Padded Cell, "Faces Of the Forest"


I vividly remember first hearing two particular artists at some underground Turntable Lab-esque record boutique in the heart of Shibuya a few years back: Whitey and Padded Cell. As it always is in such a shop, there's a certain thrill that comes along with vinyl sampling ... pulling a 7" or 12" from it's sleeve, approaching a polished and well-kept turntable, flipping the disc on it, putting the headphone on, tweaking the bass, middle, and treble, and, finally, listening to the organic sound waves only a wax recording can produce. A sublime moment.

I wish I could hear Padded Cell's new stuff in such a fashion, but alas, my gear isn't up to snuff. I'm confined to sample the cuts on a mediocre pair of speakers sans the glamor of a posh Tokyo record distro. That being said, the new material is spectacular, and there will be a time that I hear this stuff in a more proper and reverential manner.

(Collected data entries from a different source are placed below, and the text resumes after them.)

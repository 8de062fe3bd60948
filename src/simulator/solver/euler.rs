use crate::simulator::solver::{
    finish, integrate_fixed, prepare, OdeSolver, SolverConfig, SolverStatus,
};
use crate::simulator::{DynamicalSystem, SimulationResult};
use crate::SimError;

/// Forward Euler with a step of exactly one time index
///
/// The only solver accepted by systems containing modules that read the
/// step length as a parameter.
#[derive(Clone, Debug, Default)]
pub struct Euler {
    config: SolverConfig,
    status: SolverStatus,
}

impl Euler {
    pub fn new(config: SolverConfig) -> Self {
        Euler {
            config,
            status: SolverStatus::NotRun,
        }
    }
}

impl OdeSolver for Euler {
    fn name(&self) -> &str {
        "euler"
    }

    fn config(&self) -> &SolverConfig {
        &self.config
    }

    fn status(&self) -> &SolverStatus {
        &self.status
    }

    fn is_euler(&self) -> bool {
        true
    }

    fn integrate(&mut self, system: &mut DynamicalSystem) -> Result<SimulationResult, SimError> {
        let outcome = prepare(&*self, system).and_then(|(state, result)| {
            integrate_fixed("euler", system, state, result, |_, _, state, derivative| {
                Ok(state + derivative)
            })
        });
        finish(&mut self.status, "euler", outcome)
    }
}
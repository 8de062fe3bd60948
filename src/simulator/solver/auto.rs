use tracing::debug;

use crate::simulator::solver::{Euler, OdeSolver, RkCashKarp54, SolverConfig, SolverStatus};
use crate::simulator::{DynamicalSystem, SimulationResult};
use crate::SimError;

/// Picks a solver for each system it integrates
///
/// Systems that require the Euler solver get [Euler], everything else the
/// adaptive [RkCashKarp54].
pub struct Auto {
    config: SolverConfig,
    selected: Option<Box<dyn OdeSolver>>,
    status: SolverStatus,
}

impl Auto {
    pub fn new(config: SolverConfig) -> Self {
        Auto {
            config,
            selected: None,
            status: SolverStatus::NotRun,
        }
    }

    /// Name of the solver used in the last integration
    pub fn selected(&self) -> Option<&str> {
        self.selected.as_ref().map(|solver| solver.name())
    }
}

impl Default for Auto {
    fn default() -> Self {
        Auto::new(SolverConfig::default())
    }
}

impl OdeSolver for Auto {
    fn name(&self) -> &str {
        "auto"
    }

    fn config(&self) -> &SolverConfig {
        &self.config
    }

    fn status(&self) -> &SolverStatus {
        &self.status
    }

    fn check_compatible(&self, _system: &DynamicalSystem) -> Result<(), SimError> {
        Ok(())
    }

    fn integrate(&mut self, system: &mut DynamicalSystem) -> Result<SimulationResult, SimError> {
        let mut solver: Box<dyn OdeSolver> = if system.requires_euler_ode_solver() {
            Box::new(Euler::new(self.config.clone()))
        } else {
            Box::new(RkCashKarp54::new(self.config.clone()))
        };
        debug!(selected = solver.name(), "auto solver selection");

        let result = solver.integrate(system);
        self.status = solver.status().clone();
        self.selected = Some(solver);
        result
    }
}
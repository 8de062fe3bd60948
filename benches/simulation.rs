use biosim::*;
use criterion::black_box;
use criterion::{criterion_group, criterion_main, Criterion};

fn harmonic_system(ntimes: usize) -> DynamicalSystem {
    DynamicalSystem::new(
        QuantityMap::from([("position", 1.0), ("velocity", 0.0)]),
        QuantityMap::from([("mass", 10.0), ("spring_constant", 0.1)]),
        DriverSeries::new([("doy", (0..ntimes).map(|i| i as f64).collect())]).unwrap(),
        &standard_library().retrieve_all(&["harmonic_energy"]).unwrap(),
        &standard_library()
            .retrieve_all(&["harmonic_oscillator"])
            .unwrap(),
    )
    .unwrap()
}

fn solver(name: &str) {
    let mut system = harmonic_system(8760);
    let mut solver = create_solver(name, SolverConfig::default()).unwrap();
    black_box(solver.integrate(&mut system).unwrap());
}

fn evaluation() {
    let mut system = harmonic_system(2);
    let state = DVector::from_vec(vec![0.5, -0.2]);
    black_box(system.evaluate(0.5, &state).unwrap());
}

fn criterion_benchmark(c: &mut Criterion) {
    c.bench_function("evaluate", |b| b.iter(evaluation));
    c.bench_function("euler year", |b| b.iter(|| solver("euler")));
    c.bench_function("rk4 year", |b| b.iter(|| solver("rk4")));
    c.bench_function("rkck54 year", |b| b.iter(|| solver("rkck54")));
}

criterion_group!(benches, criterion_benchmark);
criterion_main!(benches);
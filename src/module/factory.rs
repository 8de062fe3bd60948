use lazy_static::lazy_static;
use std::collections::{HashMap, HashSet};
use std::sync::Arc;

use crate::module::{library, ModuleCreator, ModuleSet};
use crate::SimError;

lazy_static! {
    static ref STANDARD_LIBRARY: ModuleFactory = ModuleFactory::from_creators(library::creators());
}

/// The process-wide factory holding the standard module library
///
/// It is built on first use and never modified afterwards, so lookups are safe
/// from any thread.
pub fn standard_library() -> &'static ModuleFactory {
    &STANDARD_LIBRARY
}

/// Read-only registry of module creators, keyed by module name
///
/// Factories are assembled with [ModuleFactory::builder] and cannot be
/// modified once built.
///
/// # Example
///
/// ```
/// use biosim::*;
///
/// let oscillator = standard_library().retrieve("harmonic_oscillator").unwrap();
/// assert_eq!(oscillator.kind(), ModuleKind::Derivative);
/// assert!(standard_library().retrieve("no_such_module").is_err());
/// ```
#[derive(Clone, Default)]
pub struct ModuleFactory {
    creators: HashMap<String, Arc<dyn ModuleCreator>>,
}

impl ModuleFactory {
    pub fn builder() -> ModuleFactoryBuilder {
        ModuleFactoryBuilder {
            creators: Vec::new(),
        }
    }

    fn from_creators(creators: Vec<Arc<dyn ModuleCreator>>) -> Self {
        ModuleFactory {
            creators: creators
                .into_iter()
                .map(|creator| (creator.name().to_string(), creator))
                .collect(),
        }
    }

    /// Look up the creator registered under `name`
    pub fn retrieve(&self, name: &str) -> Result<Arc<dyn ModuleCreator>, SimError> {
        self.creators
            .get(name)
            .cloned()
            .ok_or_else(|| SimError::ModuleNotFound(name.to_string()))
    }

    /// Look up several creators, keeping the requested order
    pub fn retrieve_all(&self, names: &[&str]) -> Result<ModuleSet, SimError> {
        names.iter().map(|name| self.retrieve(name)).collect()
    }

    pub fn contains(&self, name: &str) -> bool {
        self.creators.contains_key(name)
    }

    /// Names of every registered module, sorted
    pub fn module_names(&self) -> Vec<String> {
        let mut names: Vec<String> = self.creators.keys().cloned().collect();
        names.sort();
        names
    }

    pub fn len(&self) -> usize {
        self.creators.len()
    }

    pub fn is_empty(&self) -> bool {
        self.creators.is_empty()
    }
}

/// Collects creators before a [ModuleFactory] is frozen
pub struct ModuleFactoryBuilder {
    creators: Vec<Arc<dyn ModuleCreator>>,
}

impl ModuleFactoryBuilder {
    pub fn register(mut self, creator: impl ModuleCreator + 'static) -> Self {
        self.creators.push(Arc::new(creator));
        self
    }

    pub fn register_shared(mut self, creator: Arc<dyn ModuleCreator>) -> Self {
        self.creators.push(creator);
        self
    }

    /// Validate every descriptor and freeze the registry
    ///
    /// Names must be unique and non-empty, and a module may not declare the
    /// same output twice or produce nothing at all.
    pub fn build(self) -> Result<ModuleFactory, SimError> {
        let mut seen = HashSet::new();
        for creator in &self.creators {
            validate_descriptor(creator.as_ref())?;
            if !seen.insert(creator.name().to_string()) {
                return Err(SimError::DuplicateModule(creator.name().to_string()));
            }
        }
        Ok(ModuleFactory::from_creators(self.creators))
    }
}

pub(crate) fn validate_descriptor(creator: &dyn ModuleCreator) -> Result<(), SimError> {
    let name = creator.name();
    if name.trim().is_empty() {
        return Err(SimError::invalid_module(name, "module name is empty"));
    }

    let outputs = creator.outputs();
    if outputs.is_empty() {
        return Err(SimError::invalid_module(name, "module declares no outputs"));
    }

    let mut seen = HashSet::new();
    for output in &outputs {
        if output.trim().is_empty() {
            return Err(SimError::invalid_module(name, "empty output name"));
        }
        if !seen.insert(output.as_str()) {
            return Err(SimError::invalid_module(
                name,
                format!("output '{}' is declared more than once", output),
            ));
        }
    }
    Ok(())
}

#[cfg(test)]
mod tests {
    use super::*;
    use crate::module::{FnCreator, ModuleKind};

    fn noop() -> FnCreator {
        FnCreator::new("noop", ModuleKind::SteadyState, &[], &["a"], |_, out| {
            out.update("a", 0.0)
        })
    }

    #[test]
    fn test_standard_library_is_valid() {
        let mut builder = ModuleFactory::builder();
        for creator in library::creators() {
            builder = builder.register_shared(creator);
        }
        let factory = builder.build().unwrap();
        assert_eq!(factory.module_names(), standard_library().module_names());
    }

    #[test]
    fn test_retrieve_unknown_module() {
        match standard_library().retrieve("photosynthesis_magic") {
            Err(SimError::ModuleNotFound(name)) => assert_eq!(name, "photosynthesis_magic"),
            _ => panic!("expected ModuleNotFound"),
        }
    }

    #[test]
    fn test_duplicate_registration_is_rejected() {
        let result = ModuleFactory::builder()
            .register(noop())
            .register(noop())
            .build();
        assert!(matches!(result, Err(SimError::DuplicateModule(name)) if name == "noop"));
    }

    #[test]
    fn test_repeated_output_is_rejected() {
        let creator = FnCreator::new("twice", ModuleKind::SteadyState, &[], &["a", "a"], |_, out| {
            out.update("a", 0.0)
        });
        let result = ModuleFactory::builder().register(creator).build();
        assert!(matches!(result, Err(SimError::InvalidModule { .. })));
    }

    #[test]
    fn test_retrieve_all_keeps_order() {
        let set = standard_library()
            .retrieve_all(&["harmonic_energy", "harmonic_oscillator"])
            .unwrap();
        let names: Vec<&str> = set.iter().map(|c| c.name()).collect();
        assert_eq!(names, vec!["harmonic_energy", "harmonic_oscillator"]);
    }

    #[test]
    fn test_lookups_from_many_threads() {
        let handles: Vec<_> = (0..4)
            .map(|_| {
                std::thread::spawn(|| {
                    standard_library()
                        .retrieve("solar_position_michalsky")
                        .map(|c| c.name().to_string())
                })
            })
            .collect();
        for handle in handles {
            assert_eq!(handle.join().unwrap().unwrap(), "solar_position_michalsky");
        }
    }
}
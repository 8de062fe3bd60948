use crate::fetch_quantities;
use crate::module::{Module, ModuleDefinition, ModuleKind, ModuleOutput};
use crate::{QuantityMap, SimError};

/// Accumulated thermal time above a base temperature
///
/// The rate is expressed per time index: `timestep` is the length of one
/// index in hours, so `TTc` accumulates in degree-days. The step length
/// enters the rate directly, which only holds for one-index steps.
#[derive(Default)]
pub struct ThermalTimeLinear;

impl ModuleDefinition for ThermalTimeLinear {
    const NAME: &'static str = "thermal_time_linear";
    const KIND: ModuleKind = ModuleKind::Derivative;
    const INPUTS: &'static [&'static str] = &["temp", "tbase", "timestep"];
    const OUTPUTS: &'static [&'static str] = &["TTc"];
    const REQUIRES_EULER: bool = true;
}

impl Module for ThermalTimeLinear {
    fn run(&self, q: &QuantityMap, out: &mut ModuleOutput<'_>) -> Result<(), SimError> {
        fetch_quantities!(q, temp, tbase, timestep);

        let rate = if temp > tbase {
            (temp - tbase) * timestep / 24.0
        } else {
            0.0
        };
        out.update("TTc", rate)
    }
}

#[cfg(test)]
mod tests {
    use super::*;
    use crate::module::{evaluate_module, Creator, ModuleCreator};

    #[test]
    fn test_rate_above_and_below_base() {
        let creator = Creator::<ThermalTimeLinear>::new();
        assert!(creator.requires_euler_ode_solver());

        let warm = QuantityMap::from([("temp", 22.0), ("tbase", 10.0), ("timestep", 1.0)]);
        assert_eq!(evaluate_module(&creator, &warm).unwrap().get("TTc").unwrap(), 0.5);

        let cold = QuantityMap::from([("temp", 4.0), ("tbase", 10.0), ("timestep", 1.0)]);
        assert_eq!(evaluate_module(&creator, &cold).unwrap().get("TTc").unwrap(), 0.0);
    }
}
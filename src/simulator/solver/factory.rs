use lazy_static::lazy_static;
use std::collections::BTreeMap;

use crate::simulator::solver::{Auto, Euler, OdeSolver, Rk4, RkCashKarp54, SolverConfig};
use crate::SimError;

type SolverConstructor = fn(SolverConfig) -> Box<dyn OdeSolver>;

lazy_static! {
    static ref SOLVERS: BTreeMap<&'static str, SolverConstructor> = {
        let mut solvers: BTreeMap<&'static str, SolverConstructor> = BTreeMap::new();
        solvers.insert("auto", |config| Box::new(Auto::new(config)));
        solvers.insert("euler", |config| Box::new(Euler::new(config)));
        solvers.insert("rk4", |config| Box::new(Rk4::new(config)));
        solvers.insert("rkck54", |config| Box::new(RkCashKarp54::new(config)));
        solvers
    };
}

/// Create a solver by name, validating its configuration
///
/// ```
/// use biosim::*;
///
/// let solver = create_solver("rkck54", SolverConfig::default()).unwrap();
/// assert_eq!(solver.name(), "rkck54");
/// assert!(create_solver("leapfrog", SolverConfig::default()).is_err());
/// ```
pub fn create_solver(name: &str, config: SolverConfig) -> Result<Box<dyn OdeSolver>, SimError> {
    let constructor = SOLVERS
        .get(name)
        .ok_or_else(|| SimError::SolverNotFound(name.to_string()))?;
    config.validate()?;
    Ok(constructor(config))
}

/// Names accepted by [create_solver], sorted
pub fn solver_names() -> Vec<&'static str> {
    SOLVERS.keys().copied().collect()
}

#[cfg(test)]
mod tests {
    use super::*;

    #[test]
    fn test_every_registered_solver_reports_its_name() {
        for name in solver_names() {
            let solver = create_solver(name, SolverConfig::default()).unwrap();
            assert_eq!(solver.name(), name);
        }
        assert_eq!(solver_names(), vec!["auto", "euler", "rk4", "rkck54"]);
    }

    #[test]
    fn test_unknown_solver() {
        assert!(matches!(
            create_solver("boost_rosenbrock", SolverConfig::default()),
            Err(SimError::SolverNotFound(name)) if name == "boost_rosenbrock"
        ));
    }

    #[test]
    fn test_invalid_config_is_rejected() {
        let config = SolverConfig {
            max_steps: 0,
            ..Default::default()
        };
        assert!(matches!(
            create_solver("euler", config),
            Err(SimError::InvalidConfig(_))
        ));
    }
}
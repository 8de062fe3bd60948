use biosim::*;
use rand::Rng;

#[test]
fn derivative_module_with_random_inputs() {
    let mut rng = rand::rng();
    let creator = standard_library().retrieve("harmonic_oscillator").unwrap();

    for _ in 0..20 {
        let quantities = QuantityMap::from([
            ("position", rng.random_range(-100.0..100.0)),
            ("velocity", rng.random_range(-100.0..100.0)),
            // Mass and spring constant must be positive
            ("mass", rng.random_range(1e-5..100.0)),
            ("spring_constant", rng.random_range(1e-5..100.0)),
        ]);

        let outputs = evaluate_module(creator.as_ref(), &quantities).unwrap();
        let get = |name: &str| quantities.get(name).unwrap();

        assert_eq!(outputs.get("position").unwrap(), get("velocity"));
        assert_eq!(
            outputs.get("velocity").unwrap(),
            -get("spring_constant") * get("position") / get("mass")
        );
    }
}

#[test]
fn steady_state_module_at_sunrise() {
    // Urbana, Illinois (40.0932N 88.20175W) at 5:48 CDT on July 19, 2023,
    // the published sunrise time
    let quantities = QuantityMap::from([
        ("lat", 40.0932),
        ("longitude", -88.20175),
        ("time", 200.0 + 5.0 / 24.0 + 48.0 / 60.0 / 24.0),
        ("time_zone_offset", -5.0),
        ("year", 2023.0),
    ]);
    let creator = standard_library()
        .retrieve("solar_position_michalsky")
        .unwrap();

    let outputs = evaluate_module(creator.as_ref(), &quantities).unwrap();
    let cosine = outputs.get("cosine_zenith_angle").unwrap();
    assert!(cosine.abs() < 1.1e-2, "cosine zenith angle was {}", cosine);
}

#[test]
fn missing_input_is_reported() {
    let creator = standard_library().retrieve("thermal_time_linear").unwrap();
    let result = evaluate_module(
        creator.as_ref(),
        &QuantityMap::from([("temp", 20.0), ("timestep", 1.0)]),
    );
    match result {
        Err(SimError::QuantityNotFound { name }) => assert_eq!(name, "tbase"),
        other => panic!("unexpected result: {:?}", other),
    }
}

#[test]
fn every_library_module_is_retrievable() {
    let names = standard_library().module_names();
    assert_eq!(
        names,
        vec![
            "harmonic_energy",
            "harmonic_oscillator",
            "solar_position_michalsky",
            "thermal_time_linear"
        ]
    );
    for name in names {
        let creator = standard_library().retrieve(&name).unwrap();
        assert_eq!(creator.name(), name);
        assert!(!creator.outputs().is_empty());
    }
}
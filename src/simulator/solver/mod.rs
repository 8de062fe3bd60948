//! ODE solvers for [DynamicalSystem]
//!
//! Time is measured in driver time indices. Fixed-step solvers advance one
//! index per step and record a row at every native time point. The adaptive
//! solver chooses its own steps and records a row every
//! [SolverConfig::output_step_size] indices.
mod auto;
mod cash_karp;
mod euler;
mod factory;
mod rk4;

pub use auto::Auto;
pub use cash_karp::RkCashKarp54;
pub use euler::Euler;
pub use factory::{create_solver, solver_names};
pub use rk4::Rk4;

use serde::{Deserialize, Serialize};
use std::fmt;
use tracing::{info, warn};

use crate::simulator::{DynamicalSystem, SimulationResult, T, V};
use crate::SimError;

/// Report returned before a solver has integrated anything
pub const NOT_RUN_MESSAGE: &str = "The ode_solver has not been called yet";

/// Settings shared by all solvers
///
/// Fixed-step solvers ignore everything but the validation.
#[derive(Serialize, Deserialize, Clone, Debug, PartialEq)]
#[serde(default)]
pub struct SolverConfig {
    /// Spacing of recorded rows for the adaptive solver, in time indices
    pub output_step_size: f64,
    /// Relative error tolerance
    pub rtol: f64,
    /// Absolute error tolerance
    pub atol: f64,
    /// Maximum number of step attempts between two recorded rows
    pub max_steps: usize,
}

impl Default for SolverConfig {
    fn default() -> Self {
        SolverConfig {
            output_step_size: 1.0,
            rtol: 1e-4,
            atol: 1e-4,
            max_steps: 200,
        }
    }
}

impl SolverConfig {
    pub fn new(output_step_size: f64, rtol: f64, atol: f64, max_steps: usize) -> Self {
        SolverConfig {
            output_step_size,
            rtol,
            atol,
            max_steps,
        }
    }

    pub fn validate(&self) -> Result<(), SimError> {
        if !(self.output_step_size.is_finite() && self.output_step_size > 0.0) {
            return Err(SimError::InvalidConfig(format!(
                "output_step_size must be positive, got {}",
                self.output_step_size
            )));
        }
        for (name, value) in [("rtol", self.rtol), ("atol", self.atol)] {
            if !(value.is_finite() && value > 0.0) {
                return Err(SimError::InvalidConfig(format!(
                    "{} must be positive, got {}",
                    name, value
                )));
            }
        }
        if self.max_steps == 0 {
            return Err(SimError::InvalidConfig(
                "max_steps must be at least 1".to_string(),
            ));
        }
        Ok(())
    }
}

/// Counters collected during one integration
#[derive(Serialize, Deserialize, Clone, Debug, PartialEq)]
pub struct IntegrationReport {
    pub solver: String,
    /// Accepted steps
    pub steps: usize,
    /// Steps rejected by error control
    pub rejected_steps: usize,
    /// Derivative evaluations of the system
    pub evaluations: usize,
    /// Recorded rows
    pub rows: usize,
    /// Time index of the last recorded row
    pub final_time: T,
}

impl fmt::Display for IntegrationReport {
    fn fmt(&self, f: &mut fmt::Formatter<'_>) -> fmt::Result {
        writeln!(
            f,
            "The {} solver required {} steps to integrate the system",
            self.solver, self.steps
        )?;
        writeln!(
            f,
            "{} steps were rejected by the error control",
            self.rejected_steps
        )?;
        writeln!(f, "The system was evaluated {} times", self.evaluations)?;
        write!(
            f,
            "{} rows were recorded, ending at time index {}",
            self.rows, self.final_time
        )
    }
}

/// Where a solver is in its lifecycle
#[derive(Clone, Debug, Default, PartialEq)]
pub enum SolverStatus {
    #[default]
    NotRun,
    Completed(IntegrationReport),
    Failed(String),
}

/// Integrates a [DynamicalSystem] over its driver time span
///
/// Every call to [integrate](OdeSolver::integrate) starts from the system's
/// initial state and replaces the previous status.
pub trait OdeSolver: Send {
    fn name(&self) -> &str;

    fn config(&self) -> &SolverConfig;

    fn status(&self) -> &SolverStatus;

    /// Whether the solver takes fixed one-index Euler steps
    fn is_euler(&self) -> bool {
        false
    }

    /// Fail if the solver cannot integrate `system`
    fn check_compatible(&self, system: &DynamicalSystem) -> Result<(), SimError> {
        if system.requires_euler_ode_solver() && !self.is_euler() {
            return Err(SimError::SolverIncompatible {
                solver: self.name().to_string(),
            });
        }
        Ok(())
    }

    fn integrate(&mut self, system: &mut DynamicalSystem) -> Result<SimulationResult, SimError>;

    /// Human-readable summary of the last integration
    fn integrate_report(&self) -> String {
        match self.status() {
            SolverStatus::NotRun => NOT_RUN_MESSAGE.to_string(),
            SolverStatus::Completed(report) => report.to_string(),
            SolverStatus::Failed(reason) => {
                format!("The {} solver failed: {}", self.name(), reason)
            }
        }
    }
}

/// Common preamble of every integration: validate, check and reset
pub(crate) fn prepare(
    solver: &dyn OdeSolver,
    system: &mut DynamicalSystem,
) -> Result<(V, SimulationResult), SimError> {
    solver.config().validate()?;
    solver.check_compatible(system)?;
    system.reset();
    let state = system.initial_state_vector()?;
    let result = SimulationResult::new(system.output_quantity_names());
    Ok((state, result))
}

/// Store the outcome of an integration as the solver status
pub(crate) fn finish(
    status: &mut SolverStatus,
    solver: &str,
    outcome: Result<(SimulationResult, IntegrationReport), SimError>,
) -> Result<SimulationResult, SimError> {
    match outcome {
        Ok((result, report)) => {
            info!(
                solver,
                steps = report.steps,
                rejected = report.rejected_steps,
                evaluations = report.evaluations,
                rows = report.rows,
                "integration finished"
            );
            *status = SolverStatus::Completed(report);
            Ok(result)
        }
        Err(error) => {
            warn!(solver, %error, "integration failed");
            *status = SolverStatus::Failed(error.to_string());
            Err(error)
        }
    }
}

/// Advance a fixed-step method over every native time point
///
/// `step` maps (time, state, derivative at time) to the state one index later.
pub(crate) fn integrate_fixed<F>(
    solver: &str,
    system: &mut DynamicalSystem,
    mut state: V,
    mut result: SimulationResult,
    mut step: F,
) -> Result<(SimulationResult, IntegrationReport), SimError>
where
    F: FnMut(&mut DynamicalSystem, T, &V, V) -> Result<V, SimError>,
{
    let last = system.ntimes() - 1;
    for index in 0..last {
        let time = index as T;
        let derivative = system.evaluate(time, &state)?;
        result.push_row(time, system.quantities())?;
        state = step(system, time, &state, derivative)?;
    }
    system.update(last as T, &state)?;
    result.push_row(last as T, system.quantities())?;

    let report = IntegrationReport {
        solver: solver.to_string(),
        steps: last,
        rejected_steps: 0,
        evaluations: system.evaluation_count(),
        rows: result.nrows(),
        final_time: last as T,
    };
    Ok((result, report))
}

#[cfg(test)]
mod tests {
    use super::*;

    #[test]
    fn test_default_config() {
        let config = SolverConfig::default();
        assert_eq!(config.output_step_size, 1.0);
        assert_eq!(config.rtol, 1e-4);
        assert_eq!(config.atol, 1e-4);
        assert_eq!(config.max_steps, 200);
        assert!(config.validate().is_ok());
    }

    #[test]
    fn test_invalid_config() {
        for config in [
            SolverConfig::new(0.0, 1e-4, 1e-4, 200),
            SolverConfig::new(1.0, -1e-4, 1e-4, 200),
            SolverConfig::new(1.0, 1e-4, f64::NAN, 200),
            SolverConfig::new(1.0, 1e-4, 1e-4, 0),
        ] {
            assert!(matches!(config.validate(), Err(SimError::InvalidConfig(_))));
        }
    }

    #[test]
    fn test_config_from_partial_json() {
        let config: SolverConfig = serde_json::from_str(r#"{"rtol": 1e-6}"#).unwrap();
        assert_eq!(config.rtol, 1e-6);
        assert_eq!(config.max_steps, 200);
    }

    #[test]
    fn test_report_first_line() {
        let report = IntegrationReport {
            solver: "euler".to_string(),
            steps: 99,
            rejected_steps: 0,
            evaluations: 99,
            rows: 100,
            final_time: 99.0,
        };
        assert!(report
            .to_string()
            .starts_with("The euler solver required 99 steps to integrate the system\n"));
    }
}
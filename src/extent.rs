//! Derives a rectangular print extent from a center point, a paper size
//! in millimeters and a print scale.
//!
//! The real-world size of the extent decides the projection: anything
//! wider than the breaking point falls back from UTM to Mercator, since
//! UTM's conformal accuracy degrades away from its central meridian and
//! larger extents could straddle a zone boundary.

use crate::core::constants::BREAKING_POINT_METERS;
use crate::core::geo::{LatLng, LatLngBounds, Point};
use crate::projection::{mercator, utm, Projection};
use serde::{Deserialize, Serialize};

/// A rectangular print extent on the ellipsoid surface, axis-aligned in
/// the plane of the projection it was computed in
#[derive(Debug, Clone, Copy, PartialEq, Serialize, Deserialize)]
pub struct MapExtent {
    pub north_east: LatLng,
    pub south_west: LatLng,
    pub projection: Projection,
}

impl MapExtent {
    /// Creates an extent from two diagonal corners, normalized so that
    /// north-east ≥ south-west in both coordinates
    pub fn new(north_east: LatLng, south_west: LatLng, projection: Projection) -> Self {
        let bounds = LatLngBounds::from_points(&[north_east, south_west]);
        Self {
            north_east: bounds.north_east,
            south_west: bounds.south_west,
            projection,
        }
    }

    /// The extent rectangle as plain geographic bounds
    pub fn bounds(&self) -> LatLngBounds {
        LatLngBounds::new(self.south_west, self.north_east)
    }

    /// The geometric midpoint of the rectangle in degree space
    pub fn center(&self) -> LatLng {
        self.bounds().center()
    }
}

/// Converts a paper dimension in millimeters to real-world meters at the
/// given scale
fn paper_to_meters(dimension_mm: u32, scale: u32) -> f64 {
    f64::from(dimension_mm) * (f64::from(scale) / 1000.0)
}

/// Computes the print extent around `center` for a paper size and scale.
///
/// The center is projected into the chosen plane, offset by half the
/// extent size in each direction, and both diagonal corners are inverted
/// back to geographic coordinates. Only the two diagonal corners are
/// kept; near a zone boundary or the date line the inverse-projected
/// rectangle is not perfectly axis-aligned in raw degrees, which is
/// acceptable for display purposes.
pub fn compute_extent(width_mm: u32, height_mm: u32, scale: u32, center: &LatLng) -> MapExtent {
    let width_m = paper_to_meters(width_mm, scale);
    let height_m = paper_to_meters(height_mm, scale);
    let half = Point::new(width_m / 2.0, height_m / 2.0);

    if width_m > BREAKING_POINT_METERS {
        log::debug!(
            "extent spans {:.0} m horizontally, using Mercator",
            width_m
        );
        let projected = mercator::project(center);
        let north_east = mercator::unproject(&projected.add(&half));
        let south_west = mercator::unproject(&projected.subtract(&half));
        MapExtent::new(north_east, south_west, Projection::Mercator)
    } else {
        let projected = utm::project(center);
        let ne_corner = projected.point().add(&half);
        let sw_corner = projected.point().subtract(&half);
        let north_east = utm::unproject(ne_corner.x, ne_corner.y, projected.zone);
        let south_west = utm::unproject(sw_corner.x, sw_corner.y, projected.zone);
        MapExtent::new(north_east, south_west, Projection::Utm(projected.zone))
    }
}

But what is the "new stuff" exactly? The London disco/funk/psychedelic/post-punk duo has a new dark, brooding, and spacey LP coming out on Monday, May 19 on DC Recordings. The label's been kind enough to make a pretty cool e-card for the forthcoming Night Must Fall full-length, so if the below freebie ("Faces Of the Forest") ain't enough to hold you over until the album's release, hop on over there and check out more material! The record is going to be great ... quite possibly their best yet.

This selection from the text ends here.